Sharon Springs Central School will no longer be allowing snowmobiles on most of its grounds.
Snowmobilers will still be allowed to use the New York State trail, Corridor 7F, which runs along the old railroad tracks at the upper athletic fields.
But the school board agreed unanimously Monday that it was time for a barrier to keep out-of-town sleds off the playground.
Whether or not snowmobiles should be allowed to cross school grounds comes up every winter: Neighbors also complain that the noise and fumes from the snowmobiles keeps them awake at night, while others worry about the safety of youngsters at the playground and leaving SSCS after hours.
After considering the issue in 2003, the board extended the hours snowmobiles were banned from SSCS grounds and the Village of Sharon Springs imposed a late-night curfew.

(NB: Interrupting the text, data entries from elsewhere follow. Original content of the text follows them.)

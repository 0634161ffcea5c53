//! Project Configuration (lockstep.toml)
//!
//! Handles restore configuration stored in `lockstep.toml` at the solution root.

use crate::logging::LoggingConfig;
use crate::sources::{validate_sources, PackageSource, SourceSelection};
use crate::{ConfigError, ConfigResult};
use serde::{Deserialize, Serialize};
use std::path::{Path, PathBuf};

/// Project configuration from lockstep.toml
#[derive(Debug, Clone, Serialize, Deserialize, PartialEq, Default)]
#[serde(deny_unknown_fields)]
pub struct ProjectConfig {
    /// Restore behavior
    #[serde(skip_serializing_if = "Option::is_none")]
    pub restore: Option<RestoreConfig>,

    /// Package sources, in priority order
    #[serde(default)]
    #[serde(skip_serializing_if = "Vec::is_empty")]
    pub sources: Vec<PackageSource>,

    /// Logging configuration
    #[serde(skip_serializing_if = "Option::is_none")]
    pub logging: Option<LoggingConfig>,
}

/// `[restore]` section
#[derive(Debug, Clone, Serialize, Deserialize, PartialEq, Default)]
#[serde(deny_unknown_fields)]
pub struct RestoreConfig {
    /// Local content cache root
    #[serde(skip_serializing_if = "Option::is_none")]
    pub packages_path: Option<PathBuf>,

    /// Upper bound on concurrently resolving projects
    #[serde(skip_serializing_if = "Option::is_none")]
    pub max_parallelism: Option<usize>,

    /// Multi-source version merge policy
    #[serde(skip_serializing_if = "Option::is_none")]
    pub source_selection: Option<SourceSelection>,

    /// Treat every project as enforce-locked regardless of its own policy
    #[serde(skip_serializing_if = "Option::is_none")]
    pub force_locked_mode: Option<bool>,

    /// Ignore globally configured sources
    #[serde(skip_serializing_if = "Option::is_none")]
    pub clear_global_sources: Option<bool>,
}

impl ProjectConfig {
    /// Load project configuration from a file
    pub fn load_from_file(path: &Path) -> ConfigResult<Self> {
        let content = std::fs::read_to_string(path).map_err(|e| {
            if e.kind() == std::io::ErrorKind::NotFound {
                ConfigError::NotFound(path.to_path_buf())
            } else {
                ConfigError::IoError(e)
            }
        })?;

        let config: Self = toml::from_str(&content).map_err(|e| ConfigError::TomlParseError {
            file: path.to_path_buf(),
            error: e,
        })?;

        config.validate()?;
        Ok(config)
    }

    /// Validate the project configuration
    pub fn validate(&self) -> ConfigResult<()> {
        if let Some(restore) = &self.restore {
            if restore.max_parallelism == Some(0) {
                return Err(ConfigError::InvalidValue {
                    field: "restore.max_parallelism".to_string(),
                    reason: "must be at least 1".to_string(),
                });
            }
            if let Some(path) = &restore.packages_path {
                if path.as_os_str().is_empty() {
                    return Err(ConfigError::InvalidValue {
                        field: "restore.packages_path".to_string(),
                        reason: "path cannot be empty".to_string(),
                    });
                }
            }
        }

        validate_sources(&self.sources)?;

        if let Some(logging) = &self.logging {
            logging.validate()?;
        }

        Ok(())
    }

    /// Whether the project asked to drop global sources
    pub fn clears_global_sources(&self) -> bool {
        self.restore
            .as_ref()
            .and_then(|r| r.clear_global_sources)
            .unwrap_or(false)
    }

    /// Merge another project config into this one
    /// Other config takes precedence for non-None values
    pub fn merge(&mut self, other: &ProjectConfig) {
        if let Some(other_restore) = &other.restore {
            let restore = self.restore.get_or_insert_with(Default::default);
            if other_restore.packages_path.is_some() {
                restore.packages_path = other_restore.packages_path.clone();
            }
            if other_restore.max_parallelism.is_some() {
                restore.max_parallelism = other_restore.max_parallelism;
            }
            if other_restore.source_selection.is_some() {
                restore.source_selection = other_restore.source_selection;
            }
            if other_restore.force_locked_mode.is_some() {
                restore.force_locked_mode = other_restore.force_locked_mode;
            }
            if other_restore.clear_global_sources.is_some() {
                restore.clear_global_sources = other_restore.clear_global_sources;
            }
        }
        if !other.sources.is_empty() {
            self.sources = crate::sources::merge_sources(&self.sources, &other.sources);
        }
        if other.logging.is_some() {
            self.logging = other.logging.clone();
        }
    }
}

A Tug Hill driver crossing near the playground in the middle of the day, during recess, and traveling too fast to read the signs prohibiting it, led to the ban.
Speaking for himself and not as a village trustee—which he is—Doug Plummer told school board members Monday it’s been a big topic of discussion at his American Hotel.
“It’s like we’re all waiting for something to happen,” he said. “We know it’s not a good idea. We all know the local [snowmobile] club is wonderful, but this whole thing is very scary.”
School board President Karen Cookson said after five years, it might be time to take another look at the concerns, especially since the existing restrictions are near-impossible to enforce.
Mr. Plummer said the village went with the curfew and not a complete ban in ’03 because that’s what a survey supported. But he promised to take the idea back to the village even before Ms. Cookson formally offered it as a resolution.
There was some concern that closing off the grounds near the school would just shift snowmobile traffic to crossing at Chestnut and Beechwood Streets, angering neighbors there.
“It’s been said, if we close it off, people will make their concerns known at voting time,” Ms. Cookson said.
School board member Alan Potter said even if the school is closed down to snowmobiles, as long as the village continues to allow them, “We’re a natural flow into the village. Why can’t we [the school and the village] get together and come up with a decision that’s best for all of us?”
Ms. Cookson suggested barring all motorized recreational vehicles from school grounds, and putting up a gate and the necessary signage.
After some discussion and fine-tuning the resolution so that snowmobilers would still be allowed to use the state trail near the upper ball fields, Mr. Potter seconded it and the board approved it unanimously.
Board member Jim MacFadden was absent from the meeting.
Superintendent Pat Green said after the meeting that the board’s concern is “first and foremost student safety”, especially in light of the incident involving the Tug Hill snowmobiler.